Therefore, for the input of the transition matrix PDFT1, the corrector takes the similarity score SSC of the candidate biometric data item DBC and as output provides the recognition score SRc of the candidate biometric data item DBC.
[FIG. 5] According to another embodiment, the step of generating the transition matrix per group PDFT1 and PDFT2 is carried out analytically, as illustrated in FIGS. 5 and 6, and comprises the following sub-steps:
Constraints inherent to the nature of the transition matrices PDFT1, PDFT2 apply to the generating step that is carried out analytically, thus the values in the transition matrices are positive and the sum of the values of each column of each transition matrix PDFT1, PDFT2 equals 1.
As illustrated in FIG. 5, the alignment step starts from the initial histogram of the imposters I_G1 of the group 1 (non-target) as dot-and-dashed lines and from the initial histogram of the imposters I_G2 of the target group G2 as a solid line; the histograms in this case are displayed on a logarithmic scale and the initial histogram of the imposters I_G1 of the group 1 (non-target) is extended if necessary (thinner solid line) in order to cover the same distribution range R, and the arrows represent the shifts in deviations of similarity scores to be applied in order to align the two histograms with one another. These same shifts are also applied to the histograms of the legitimate users U_G1 because the histograms are linked together by nature. Thus, the purpose of the shift is to dynamically align the false acceptance rates FAR of the non-target groups with that of the target group (for example: 1% (R)=+2500 (SS)) and to obtain an aligned source histogram of the imposters and a modified source histogram of the legitimate users. Indeed, the result of the applied alignment is a modification of all the scores, including the scores of the legitimate users and of the imposters, and therefore a modification of their respective histogram.
FIG. 6 illustrates the step of iterative computation of a matrix M of possible movements between two indices j, k of the transition matrix PDFT1 of the group 1 (non-target), forming an index pair, with each index designating intervals of similarity and recognition scores of the transition matrix; each index therefore corresponds to a row (recognition score) and to a column (similarity score). For all the index pairs j, k, said matrix M of possible movements determines, based on the modified source histogram of the legitimate users, the maximum number of legitimate users movable between said intervals corresponding to said index pairs, without the number of imposters changing in the aligned source histogram of the imposters, i.e., by compensating for the moved number of imposters, so as to determine the transition matrix of said group.

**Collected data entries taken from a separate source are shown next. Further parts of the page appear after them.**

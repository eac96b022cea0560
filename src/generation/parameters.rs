//! Randomized-range generation parameters and their validation

use std::fmt;

use rand::Rng;
use rand::distr::uniform::SampleUniform;

use crate::io::configuration::{
    DEFAULT_ANGLE_JITTER_RANGE, DEFAULT_BASE_ANGLE_RANGE, DEFAULT_BASE_DX_RANGE,
    DEFAULT_BASE_DY_RANGE, DEFAULT_BASE_SCALE_RANGE, DEFAULT_CANVAS_SIZE,
    DEFAULT_POSITION_JITTER_RANGE, DEFAULT_SCALE_JITTER_RANGE, DEFAULT_TILT_RANGE,
    MAX_CANVAS_DIMENSION,
};
use crate::io::error::{Result, invalid_parameter};

/// Inclusive `(min, max)` interval a value is drawn from
#[derive(Clone, Copy, Debug, PartialEq)]
pub struct ValueRange<T> {
    /// Lower bound (inclusive)
    pub min: T,
    /// Upper bound (inclusive)
    pub max: T,
}

impl<T> ValueRange<T> {
    /// Create a range without validating the bounds
    pub const fn new(min: T, max: T) -> Self {
        Self { min, max }
    }
}

impl<T: Copy> ValueRange<T> {
    /// Range that always yields `value`
    pub const fn fixed(value: T) -> Self {
        Self {
            min: value,
            max: value,
        }
    }
}

impl<T: Copy> From<(T, T)> for ValueRange<T> {
    fn from((min, max): (T, T)) -> Self {
        Self { min, max }
    }
}

impl<T: fmt::Display> fmt::Display for ValueRange<T> {
    fn fmt(&self, f: &mut fmt::Formatter<'_>) -> fmt::Result {
        write!(f, "{} {}", self.min, self.max)
    }
}

impl<T> ValueRange<T>
where
    T: SampleUniform + PartialOrd + Copy,
{
    /// Draw one value uniformly from the inclusive range
    ///
    /// The range must have been validated; an inverted range panics inside `rand`.
    pub fn sample<R: Rng>(&self, rng: &mut R) -> T {
        rng.random_range(self.min..=self.max)
    }
}

impl<T> ValueRange<T>
where
    T: PartialOrd + Copy + fmt::Display,
{
    /// Check `min <= max`, which also rejects NaN bounds
    ///
    /// # Errors
    ///
    /// Returns an invalid parameter error naming `parameter` if the bounds are inverted
    pub fn validate(&self, parameter: &'static str) -> Result<()> {
        if self.min <= self.max {
            Ok(())
        } else {
            Err(invalid_parameter(
                parameter,
                self,
                &"range minimum must not exceed its maximum",
            ))
        }
    }

    /// Check the range is ordered and its lower bound is at least `floor`
    ///
    /// # Errors
    ///
    /// Returns an invalid parameter error if the range is inverted or starts below `floor`
    pub fn validate_at_least(&self, parameter: &'static str, floor: T) -> Result<()> {
        self.validate(parameter)?;
        if self.min >= floor {
            Ok(())
        } else {
            Err(invalid_parameter(
                parameter,
                self,
                &format!("range minimum must be at least {floor}"),
            ))
        }
    }
}

impl ValueRange<f64> {
    fn validate_finite(&self, parameter: &'static str) -> Result<()> {
        self.validate(parameter)?;
        if !(self.min.is_finite() && self.max.is_finite()) {
            return Err(invalid_parameter(
                parameter,
                self,
                &"range bounds must be finite",
            ));
        }
        // Uniform sampling needs a representable span
        if !(self.max - self.min).is_finite() {
            return Err(invalid_parameter(
                parameter,
                self,
                &"range span must be finite",
            ));
        }
        Ok(())
    }
}

/// Fully specified parameter set for one generation run
#[derive(Clone, Debug, PartialEq)]
pub struct GenerationParameters {
    /// Output canvas size (width, height) in pixels
    pub canvas_size: (u32, u32),
    /// Range of the horizontal grid step
    pub base_dx_range: ValueRange<i32>,
    /// Range of the vertical grid step
    pub base_dy_range: ValueRange<i32>,
    /// Range of the angle shared by every instance, in degrees
    pub base_angle_range: ValueRange<f64>,
    /// Range of the scale shared by every instance
    pub base_scale_range: ValueRange<f64>,
    /// Per-instance offset added to both grid coordinates
    pub position_jitter_range: ValueRange<i32>,
    /// Per-instance multiplier applied to the base scale
    pub scale_jitter_range: ValueRange<f64>,
    /// Per-instance offset added to the base angle, in degrees
    pub angle_jitter_range: ValueRange<f64>,
    /// Range of the single rotation applied to the composed grid, in degrees
    pub tilt_range: ValueRange<f64>,
    /// Seed for the run; drawn at random when absent
    pub seed: Option<u32>,
    /// Stamp one unrotated cutout at the centre after cropping
    pub add_center_cutout: bool,
}

impl Default for GenerationParameters {
    fn default() -> Self {
        Self {
            canvas_size: DEFAULT_CANVAS_SIZE,
            base_dx_range: DEFAULT_BASE_DX_RANGE.into(),
            base_dy_range: DEFAULT_BASE_DY_RANGE.into(),
            base_angle_range: DEFAULT_BASE_ANGLE_RANGE.into(),
            base_scale_range: DEFAULT_BASE_SCALE_RANGE.into(),
            position_jitter_range: DEFAULT_POSITION_JITTER_RANGE.into(),
            scale_jitter_range: DEFAULT_SCALE_JITTER_RANGE.into(),
            angle_jitter_range: DEFAULT_ANGLE_JITTER_RANGE.into(),
            tilt_range: DEFAULT_TILT_RANGE.into(),
            seed: None,
            add_center_cutout: false,
        }
    }
}

impl GenerationParameters {
    /// Validate canvas size and every range
    ///
    /// # Errors
    ///
    /// Returns an invalid parameter error if:
    /// - A canvas dimension is zero or exceeds the allocation limit
    /// - Any range has its minimum above its maximum or a non-finite bound
    /// - A grid step range allows steps below one pixel
    /// - A scale range allows negative scales
    pub fn validate(&self) -> Result<()> {
        let (width, height) = self.canvas_size;
        for (name, value) in [("canvas_width", width), ("canvas_height", height)] {
            if value == 0 {
                return Err(invalid_parameter(name, &value, &"must be positive"));
            }
            if value > MAX_CANVAS_DIMENSION {
                return Err(invalid_parameter(
                    name,
                    &value,
                    &format!("must not exceed {MAX_CANVAS_DIMENSION}"),
                ));
            }
        }

        self.base_dx_range.validate_at_least("base_dx_range", 1)?;
        self.base_dy_range.validate_at_least("base_dy_range", 1)?;
        self.position_jitter_range
            .validate("position_jitter_range")?;

        self.base_angle_range.validate_finite("base_angle_range")?;
        self.base_scale_range.validate_finite("base_scale_range")?;
        self.base_scale_range
            .validate_at_least("base_scale_range", 0.0)?;
        self.scale_jitter_range
            .validate_finite("scale_jitter_range")?;
        self.scale_jitter_range
            .validate_at_least("scale_jitter_range", 0.0)?;
        self.angle_jitter_range
            .validate_finite("angle_jitter_range")?;
        self.tilt_range.validate_finite("tilt_range")?;

        Ok(())
    }

    /// Copy of these parameters with the seed pinned
    pub fn with_seed(&self, seed: u32) -> Self {
        Self {
            seed: Some(seed),
            ..self.clone()
        }
    }
}
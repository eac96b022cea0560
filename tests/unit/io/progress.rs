//! Tests for batch progress tracking

#[cfg(test)]
mod tests {
    use std::path::Path;
    use tilestamp::io::progress::ProgressManager;

    // Tests each completed item advances the bar once
    // Verified by incrementing on start_item as well
    #[test]
    fn test_progress_counts_completed_items() {
        let pm = ProgressManager::new(3);

        pm.start_item(Path::new("out/leaf_00.png"));
        pm.complete_item();
        pm.start_item(Path::new("out/leaf_01.png"));
        pm.complete_item();

        assert_eq!(pm.position(), 2);
        pm.finish();
    }

    // Tests empty batches
    #[test]
    fn test_empty_batch() {
        let pm = ProgressManager::new(0);
        pm.finish();
        assert_eq!(pm.position(), 0);
    }

    // Tests paths without a file name are accepted
    #[test]
    fn test_start_item_without_file_name() {
        let pm = ProgressManager::new(1);
        pm.start_item(Path::new("/"));
        pm.complete_item();
        assert_eq!(pm.position(), 1);
    }
}
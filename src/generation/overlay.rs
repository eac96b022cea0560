//! Optional unrotated cutout stamped at the centre of the finished texture

use image::RgbaImage;

use crate::generation::compositor::{paste_masked, scale_sprite};

/// Top-left corner that centres a `sprite_size` image on a `canvas_size` canvas
pub const fn centered_origin(canvas_size: (u32, u32), sprite_size: (u32, u32)) -> (i64, i64) {
    (
        (canvas_size.0 / 2) as i64 - (sprite_size.0 / 2) as i64,
        (canvas_size.1 / 2) as i64 - (sprite_size.1 / 2) as i64,
    )
}

/// Paste `sprite` scaled by `base_scale` at the centre of `output`
///
/// No rotation or jitter is applied and nothing random is drawn.
pub fn stamp_center(output: &mut RgbaImage, sprite: &RgbaImage, base_scale: f64) {
    let Some(scaled) = scale_sprite(sprite, base_scale) else {
        return;
    };
    let (x, y) = centered_origin(output.dimensions(), scaled.dimensions());
    paste_masked(output, &scaled, x, y);
}
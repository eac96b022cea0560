//! Seed resolution and the base values shared by every stamped instance

use rand::rngs::StdRng;
use rand::{Rng, SeedableRng};
use tracing::debug;

use crate::generation::parameters::GenerationParameters;

/// Pick the run seed, drawing a fresh one from the thread generator when none was given
pub fn resolve_seed(seed: Option<u32>) -> u32 {
    seed.unwrap_or_else(|| rand::rng().random::<u32>())
}

/// Seed the single random stream every draw of a run comes from
pub fn run_rng(seed: u32) -> StdRng {
    StdRng::seed_from_u64(u64::from(seed))
}

/// Values drawn once per run before any instance is placed
#[derive(Clone, Copy, Debug, PartialEq)]
pub struct ResolvedBase {
    /// Horizontal grid step in pixels
    pub base_dx: i32,
    /// Vertical grid step in pixels
    pub base_dy: i32,
    /// Angle shared by every grid instance, in degrees
    pub base_angle: f64,
    /// Scale shared by every instance
    pub base_scale: f64,
}

impl ResolvedBase {
    /// Draw dx, dy, angle, then scale, in that order
    ///
    /// Parameters must already be validated.
    pub fn draw<R: Rng>(parameters: &GenerationParameters, rng: &mut R) -> Self {
        let base_dx = parameters.base_dx_range.sample(rng);
        let base_dy = parameters.base_dy_range.sample(rng);
        let base_angle = parameters.base_angle_range.sample(rng);
        let base_scale = parameters.base_scale_range.sample(rng);

        debug!(base_dx, base_dy, base_angle, base_scale, "resolved base values");

        Self {
            base_dx,
            base_dy,
            base_angle,
            base_scale,
        }
    }
}

/// Everything random about a finished run
#[derive(Clone, Copy, Debug, PartialEq)]
pub struct ResolvedRunState {
    /// Seed the run stream was created from
    pub seed: u32,
    /// Base values drawn at the start of the run
    pub base: ResolvedBase,
    /// Rotation applied to the composed grid, in degrees
    pub global_tilt: f64,
}
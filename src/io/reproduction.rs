//! Reproduction command embedded in every generated image
//!
//! The command names every parameter with its resolved value, seed included, so
//! running it again regenerates the same file. Flags come first and the cutout and
//! output paths follow a `--` separator, so paths starting with `-` stay positional.
//! Floats are written with their shortest round-trip representation; arguments are
//! quoted with POSIX shell rules.

use std::path::{Path, PathBuf};

use clap::Parser;

use crate::generation::parameters::GenerationParameters;
use crate::io::cli::{Cli, Command};
use crate::io::configuration::{GENERATE_SUBCOMMAND, PROGRAM_NAME};
use crate::io::error::{Result, invalid_command};

/// A fully resolved invocation of the generate command
#[derive(Clone, Debug, PartialEq)]
pub struct ReproductionCommand {
    /// Cutout image path
    pub cutout_path: PathBuf,
    /// Output image path
    pub output_path: PathBuf,
    /// Parameters with the seed pinned
    pub parameters: GenerationParameters,
}

impl ReproductionCommand {
    /// Record an invocation, pinning `seed` into the parameters
    pub fn new(
        cutout_path: &Path,
        output_path: &Path,
        parameters: &GenerationParameters,
        seed: u32,
    ) -> Self {
        Self {
            cutout_path: cutout_path.to_path_buf(),
            output_path: output_path.to_path_buf(),
            parameters: parameters.with_seed(seed),
        }
    }

    /// Seed recorded in the command
    pub const fn seed(&self) -> Option<u32> {
        self.parameters.seed
    }

    /// Unquoted argument vector, program name first
    pub fn arguments(&self) -> Vec<String> {
        let p = &self.parameters;
        let mut arguments = vec![PROGRAM_NAME.to_string(), GENERATE_SUBCOMMAND.to_string()];

        let mut pair = |flag: &str, min: String, max: String| {
            arguments.extend([format!("--{flag}"), min, max]);
        };
        pair(
            "canvas-size",
            p.canvas_size.0.to_string(),
            p.canvas_size.1.to_string(),
        );
        pair(
            "base-dx-range",
            p.base_dx_range.min.to_string(),
            p.base_dx_range.max.to_string(),
        );
        pair(
            "base-dy-range",
            p.base_dy_range.min.to_string(),
            p.base_dy_range.max.to_string(),
        );
        pair(
            "base-cutout-angle-range",
            p.base_angle_range.min.to_string(),
            p.base_angle_range.max.to_string(),
        );
        pair(
            "base-scale-range",
            p.base_scale_range.min.to_string(),
            p.base_scale_range.max.to_string(),
        );
        pair(
            "position-variation-range",
            p.position_jitter_range.min.to_string(),
            p.position_jitter_range.max.to_string(),
        );
        pair(
            "scale-variation-range",
            p.scale_jitter_range.min.to_string(),
            p.scale_jitter_range.max.to_string(),
        );
        pair(
            "angle-variation-range",
            p.angle_jitter_range.min.to_string(),
            p.angle_jitter_range.max.to_string(),
        );
        pair(
            "grid-tilt-range",
            p.tilt_range.min.to_string(),
            p.tilt_range.max.to_string(),
        );

        if let Some(seed) = p.seed {
            arguments.extend(["--seed".to_string(), seed.to_string()]);
        }
        if p.add_center_cutout {
            arguments.push("--add-center-cutout".to_string());
        }

        arguments.extend([
            "--".to_string(),
            self.cutout_path.to_string_lossy().into_owned(),
            self.output_path.to_string_lossy().into_owned(),
        ]);
        arguments
    }

    /// Shell-quoted command line that re-runs this invocation
    ///
    /// # Errors
    ///
    /// Returns an error if a path contains a character no shell quoting can carry (NUL)
    pub fn to_command_line(&self) -> Result<String> {
        let arguments = self.arguments();
        shlex::try_join(arguments.iter().map(String::as_str))
            .map_err(|e| invalid_command(&arguments.join(" "), &e))
    }

    /// Parse a command line produced by [`ReproductionCommand::to_command_line`]
    ///
    /// # Errors
    ///
    /// Returns an error if:
    /// - The quoting is unbalanced
    /// - The arguments are not a valid generate invocation
    /// - The command does not pin a seed
    pub fn parse(command: &str) -> Result<Self> {
        let arguments = shlex::split(command)
            .ok_or_else(|| invalid_command(&command, &"unbalanced quoting"))?;
        let cli = Cli::try_parse_from(arguments)
            .map_err(|e| invalid_command(&command, &e.to_string().trim_end()))?;

        let Command::Generate(args) = cli.command else {
            return Err(invalid_command(&command, &"not a generate command"));
        };
        let parameters = args.to_parameters()?;
        if parameters.seed.is_none() {
            return Err(invalid_command(&command, &"command does not pin a seed"));
        }

        Ok(Self {
            cutout_path: args.cutout_file,
            output_path: args.output_file,
            parameters,
        })
    }
}
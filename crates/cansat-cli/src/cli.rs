//! CanSat CLI - interactive terminal front-end.
//!
//! Prompts for the eight launch parameters, flies them, prints the apogee,
//! writes both charts to a timestamped PNG in the output directory and then
//! shows them in plot windows.

pub mod viewer;

use anyhow::{Context, Result};
use cansat_core::{
    collect_parameters, run_simulation, FlightEngine, PipelineError, SimulationParameters, SimulationReport,
    SiteConfig, SixDofEngine,
};
use cansat_plot::{render_report_png, FigureRegistry};
use chrono::{Local, NaiveDateTime};
use clap::{Parser, ValueEnum};
use serde::Serialize;
use std::fs::File;
use std::io::{self, BufWriter};
use std::path::{Path, PathBuf};
use tracing::{debug, info, warn};
use tracing_subscriber::EnvFilter;
use viewer::{Viewer, WindowViewer};

/// Default log level for terminal runs; keeps the prompts readable.
pub const TERMINAL_LOG_LEVEL: &str = "warn";

/// `RUST_LOG` when it is set, otherwise `default_level`.
pub fn log_filter(default_level: &str) -> EnvFilter {
    let directives = std::env::var(EnvFilter::DEFAULT_ENV).ok();
    filter_or_default(directives.as_deref(), default_level)
}

fn filter_or_default(directives: Option<&str>, default_level: &str) -> EnvFilter {
    directives
        .filter(|d| !d.trim().is_empty())
        .and_then(|d| EnvFilter::try_new(d).ok())
        .unwrap_or_else(|| EnvFilter::new(default_level))
}

/// Public function that can be called from the main binary
pub fn run_cli_main(args: &[&str]) -> Result<()> {
    let args = Args::parse_from(args);
    main_inner(args)
}

#[derive(Parser, Debug)]
#[command(name = "cansat-cli")]
#[command(about = "Interactive CanSat flight simulator")]
#[command(version)]
pub struct Args {
    /// Directory the plot (and any export) is written to
    #[arg(short, long, default_value = ".")]
    pub output_dir: PathBuf,

    /// Skip the prompts and fly the compiled-in defaults
    #[arg(long)]
    pub defaults: bool,

    /// Also write the solution table in this format
    #[arg(short, long, value_enum)]
    pub export: Option<ExportFormat>,

    /// Write the plots without opening the plot windows
    #[arg(long)]
    pub no_show: bool,
}

#[derive(Debug, Clone, Copy, PartialEq, Eq, ValueEnum)]
pub enum ExportFormat {
    Csv,
    Json,
}

impl ExportFormat {
    fn extension(self) -> &'static str {
        match self {
            ExportFormat::Csv => "csv",
            ExportFormat::Json => "json",
        }
    }
}

/// What a terminal run left behind.
#[derive(Debug)]
pub enum TerminalOutcome {
    Written {
        report: Box<SimulationReport>,
        png: PathBuf,
        export: Option<PathBuf>,
    },
    /// The engine ran but returned nothing plottable.
    NoSolution { apogee: f64, reason: String },
}

pub fn main_inner(args: Args) -> Result<()> {
    println!("CanSat Flight Simulator");
    println!("=======================\n");

    let params = if args.defaults {
        SimulationParameters::default()
    } else {
        println!("Press Enter to accept the value in brackets.\n");
        let stdin = io::stdin();
        collect_parameters(&mut stdin.lock(), &mut io::stdout()).context("failed to read parameters")?
    };

    let stamp = Local::now().naive_local();
    match run_terminal(&SixDofEngine::new(), &params, &args, &stamp, &WindowViewer)? {
        TerminalOutcome::Written { .. } => Ok(()),
        TerminalOutcome::NoSolution { apogee, reason } => {
            eprintln!("Warning: the simulation did not produce results to plot ({reason}).");
            eprintln!("Apogee reported by the engine: {apogee:.2} m");
            std::process::exit(1);
        }
    }
}

// ---------------------------------------------------------------------------
// Run
// ---------------------------------------------------------------------------
/// Fly `params`, write the results under `args.output_dir` and hand the
/// written plot to `viewer` unless `args.no_show` is set.
///
/// Engine and I/O failures are errors; an unplottable solution is reported
/// as [`TerminalOutcome::NoSolution`] and writes nothing.
pub fn run_terminal<E>(
    engine: &E,
    params: &SimulationParameters,
    args: &Args,
    now: &NaiveDateTime,
    viewer: &dyn Viewer,
) -> Result<TerminalOutcome>
where
    E: FlightEngine + ?Sized,
{
    let report = match run_simulation(engine, params, &SiteConfig::terminal()) {
        Ok(report) => report,
        Err(PipelineError::Solution { apogee, source }) => {
            warn!(apogee, %source, "nothing to plot");
            return Ok(TerminalOutcome::NoSolution {
                apogee,
                reason: source.to_string(),
            });
        }
        Err(e) => return Err(e).context("simulation failed"),
    };

    std::fs::create_dir_all(&args.output_dir)
        .with_context(|| format!("failed to create {}", args.output_dir.display()))?;

    let registry = FigureRegistry::new();
    let png = render_report_png(&registry, &report.solution).context("failed to render plots")?;
    let png_path = args.output_dir.join(timestamp_file_name(now, "png"));
    std::fs::write(&png_path, png).with_context(|| format!("failed to write {}", png_path.display()))?;
    info!(path = %png_path.display(), "plot written");

    let export = match args.export {
        Some(format) => {
            let path = args.output_dir.join(timestamp_file_name(now, format.extension()));
            write_export(&path, format, &report)?;
            Some(path)
        }
        None => None,
    };

    print_flight_stats(&report);
    println!("Plot written to {}", png_path.display());
    if let Some(path) = &export {
        println!("Solution written to {}", path.display());
    }

    if args.no_show {
        debug!("plot windows skipped");
    } else {
        viewer.show(&report, &png_path).context("failed to display plots")?;
    }

    Ok(TerminalOutcome::Written {
        report: Box::new(report),
        png: png_path,
        export,
    })
}

/// `YYYYMMDD_HHMMSS.<extension>`
pub fn timestamp_file_name(now: &NaiveDateTime, extension: &str) -> String {
    format!("{}.{extension}", now.format("%Y%m%d_%H%M%S"))
}

// ---------------------------------------------------------------------------
// Helpers
// ---------------------------------------------------------------------------
fn print_flight_stats(report: &SimulationReport) {
    let s = &report.summary;
    let elevation = report.params.elevation;

    println!("\nSimulation Stats:");
    println!("  Apogee:        {:.2} m", report.apogee);
    println!("  Apogee (AGL):  {:.2} m", report.apogee - elevation);
    println!("  Apogee Time:   {:.2} s", s.apogee_time);
    match (s.out_of_rail_time, s.out_of_rail_velocity) {
        (Some(t), Some(v)) => println!("  Off Rail:      {t:.2} s at {v:.2} m/s"),
        _ => println!("  Off Rail:      never"),
    }
    println!("  Max Speed:     {:.2} m/s", s.max_speed);
    println!("  Flight Time:   {:.2} s", s.flight_time);
    println!("  Rows:          {}", report.solution.len());
    println!("-----------------------------");
}

#[derive(Debug, Serialize)]
struct SolutionRecord {
    t: f64,
    x: f64,
    y: f64,
    z: f64,
    vx: f64,
    vy: f64,
    vz: f64,
    e0: Option<f64>,
    e1: Option<f64>,
    e2: Option<f64>,
    e3: Option<f64>,
    wx: Option<f64>,
    wy: Option<f64>,
    wz: Option<f64>,
}

impl SolutionRecord {
    // Rows are at least seven wide; attitude and rates are optional.
    fn from_row(row: &[f64]) -> Self {
        let opt = |i: usize| row.get(i).copied();
        Self {
            t: row[0],
            x: row[1],
            y: row[2],
            z: row[3],
            vx: row[4],
            vy: row[5],
            vz: row[6],
            e0: opt(7),
            e1: opt(8),
            e2: opt(9),
            e3: opt(10),
            wx: opt(11),
            wy: opt(12),
            wz: opt(13),
        }
    }
}

#[derive(Debug, Serialize)]
struct SummaryRecord {
    apogee: f64,
    apogee_time: f64,
    out_of_rail_time: Option<f64>,
    out_of_rail_velocity: Option<f64>,
    max_speed: f64,
    flight_time: f64,
}

#[derive(Debug, Serialize)]
struct JsonExport<'a> {
    parameters: &'a SimulationParameters,
    summary: SummaryRecord,
    solution: Vec<SolutionRecord>,
}

fn records(report: &SimulationReport) -> impl Iterator<Item = SolutionRecord> + '_ {
    report.solution.matrix().iter_rows().map(SolutionRecord::from_row)
}

fn write_export(path: &Path, format: ExportFormat, report: &SimulationReport) -> Result<()> {
    match format {
        ExportFormat::Csv => {
            let mut wtr = csv::Writer::from_path(path).with_context(|| format!("failed to create {}", path.display()))?;
            for record in records(report) {
                wtr.serialize(record)?;
            }
            wtr.flush()?;
        }
        ExportFormat::Json => {
            let s = &report.summary;
            let export = JsonExport {
                parameters: &report.params,
                summary: SummaryRecord {
                    apogee: report.apogee,
                    apogee_time: s.apogee_time,
                    out_of_rail_time: s.out_of_rail_time,
                    out_of_rail_velocity: s.out_of_rail_velocity,
                    max_speed: s.max_speed,
                    flight_time: s.flight_time,
                },
                solution: records(report).collect(),
            };
            let file = File::create(path).with_context(|| format!("failed to create {}", path.display()))?;
            serde_json::to_writer_pretty(BufWriter::new(file), &export)?;
        }
    }
    info!(path = %path.display(), ?format, "solution exported");
    Ok(())
}
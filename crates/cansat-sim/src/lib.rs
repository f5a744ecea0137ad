//! CanSat Flight Engine
//!
//! Integrates the flight of a small rail-launched vehicle with a solid motor.
//! Callers describe the launch site ([`Environment`]), the motor
//! ([`SolidMotor`]) and the airframe ([`Rocket`]), hand them to a [`Flight`],
//! and read back the apogee and a row-major [`SolutionMatrix`].
//!
//! The solver is lazy: nothing is integrated until the first call to
//! [`Flight::apogee`], [`Flight::summary`] or [`Flight::solution`].

pub mod environment;
pub mod error;
pub mod flight;
pub mod motor;
pub mod rocket;
pub mod solution;

// Re-export main types
pub use environment::{AtmosphereSample, AtmosphericModel, Environment};
pub use error::EngineError;
pub use flight::{Flight, FlightSummary, DEFAULT_MAX_TIME};
pub use motor::{Grain, SolidMotor, ThrustSource};
pub use rocket::{MotorMount, Rocket};
pub use solution::{SolutionMatrix, SOLUTION_COLUMNS};
//! Row-major time-series output of the flight solver.
//!
//! Column layout of every row produced by [`crate::Flight`]:
//!
//! | index | quantity |
//! |-------|----------|
//! | 0     | t (s) |
//! | 1..=3 | x, y, z position (m, ENU; z above sea level) |
//! | 4..=6 | vx, vy, vz velocity (m/s) |
//! | 7..=10 | e0, e1, e2, e3 attitude quaternion, scalar first, body to world (body Z along the airframe) |
//! | 11..=13 | wx, wy, wz body angular rates (rad/s) |

/// Width of the rows written by the flight solver.
pub const SOLUTION_COLUMNS: usize = 14;

// Upper bound on rows reserved up front; longer flights grow the buffer.
const MAX_RESERVED_ROWS: usize = 100_000;

#[derive(Debug, Clone, PartialEq, Default)]
pub struct SolutionMatrix {
    columns: usize,
    data: Vec<f64>,
}

impl SolutionMatrix {
    pub fn new(columns: usize) -> Self {
        Self {
            columns,
            data: Vec::new(),
        }
    }

    pub(crate) fn with_capacity(columns: usize, rows: usize) -> Self {
        Self {
            columns,
            data: Vec::with_capacity(columns.saturating_mul(rows.min(MAX_RESERVED_ROWS))),
        }
    }

    /// Wrap row-major data. Returns `None` when `data` is not a whole number of rows.
    pub fn from_row_major(columns: usize, data: Vec<f64>) -> Option<Self> {
        if columns == 0 {
            return data.is_empty().then(|| Self::new(0));
        }
        (data.len() % columns == 0).then_some(Self { columns, data })
    }

    /// Append one row. Rows of the wrong width are ignored and reported as `false`.
    pub fn push_row(&mut self, row: &[f64]) -> bool {
        if row.len() != self.columns {
            return false;
        }
        self.data.extend_from_slice(row);
        true
    }

    pub fn columns(&self) -> usize {
        self.columns
    }

    pub fn rows(&self) -> usize {
        if self.columns == 0 {
            0
        } else {
            self.data.len() / self.columns
        }
    }

    pub fn is_empty(&self) -> bool {
        self.data.is_empty()
    }

    pub fn row(&self, index: usize) -> Option<&[f64]> {
        let start = index.checked_mul(self.columns)?;
        self.data.get(start..start + self.columns)
    }

    pub fn iter_rows(&self) -> impl Iterator<Item = &[f64]> + '_ {
        self.data.chunks_exact(self.columns.max(1))
    }

    /// All values of one column, top to bottom. Empty if the column does not exist.
    pub fn column(&self, index: usize) -> Vec<f64> {
        if index >= self.columns {
            return Vec::new();
        }
        self.iter_rows().map(|row| row[index]).collect()
    }

    pub fn as_slice(&self) -> &[f64] {
        &self.data
    }
}
use nalgebra::Vector3;

/// Principal moments of inertia (kg*m^2) about the body axes.
#[derive(Debug, Clone, Copy, PartialEq)]
pub struct InertiaEstimate {
    pub ix: f64,
    pub iy: f64,
    pub iz: f64, // longitudinal
}

impl InertiaEstimate {
    /// Solid uniform cylinder of the given mass, radius and height.
    pub fn cylinder(mass: f64, radius: f64, height: f64) -> Self {
        let transverse = mass * (3.0 * radius.powi(2) + height.powi(2)) / 12.0;
        Self {
            ix: transverse,
            iy: transverse,
            iz: mass * radius.powi(2) / 2.0,
        }
    }

    pub fn as_vector(&self) -> Vector3<f64> {
        Vector3::new(self.ix, self.iy, self.iz)
    }
}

In FIG. 6, the values of the transition matrix PDFT1 are expressed in the form of Rij, Rjk, Rkj, Rkk, and in this case I refers to a proportion of imposters within the respective interval k, j of the learning database and m refers to a proportion of legitimate users within the respective interval k, j of the learning database. This involves iteratively computing the transition matrix PDFT1 by individual movements that leave the aligned source histogram of the imposters of the group 1 (non-target) unchanged, in its translation matrix, while aiming at the maximum false rejection rate FRR for the legitimate users. To this end, the transition matrix PDFT1 of the group 1 (non-target) is initialized for the identity matrix, as in the previous embodiment, and a matrix M of movements is iteratively computed by index pairs γ, δ of the transition matrix PDFT1; this matrix M of movements determines the maximum portion m′k of the distribution of legitimate users post-alignment that can be transferred to another box of the transition matrix PDFT1 without the imposter portion changing: I′k=Ik and I′j=Ij, i.e., by compensating for the moved imposter portion. By considering y to be the percentage of legitimate users moved from the index j to the index k of the transition matrix PDFT1, setting the aligned source histogram of the imposters of the group 1 (non-target) means that I′k=Ik and I′j=Ij, which requires returning a portion of 8 of the index k to the index j. The possible movements are computed accordingly, then an iterative process moves the portions of legitimate users so as to reach the target false rejection rate FRR. The black solid line arrows illustrate the fact that the imposters are computed based on imposters and the black dashed line arrows illustrate the fact that the legitimate users are computed based on legitimate users, but that in both cases the same transition matrix PDFT1 of values Rjj, Rjk, Rkj, Rkk is used. For each of these iterations p, with the matrix Mp of current possible movements thus being computed, it is possible to modify PDFT1,j and PDFT1,k by the maximum value Mp,j,k, with p being the iteration, i, j being the coordinates in the matrix, so as to approach m′k to its target, without changing I′k. Since PDFT1 was modified during iteration p, Mp+1 is completely recomputed during the next iteration.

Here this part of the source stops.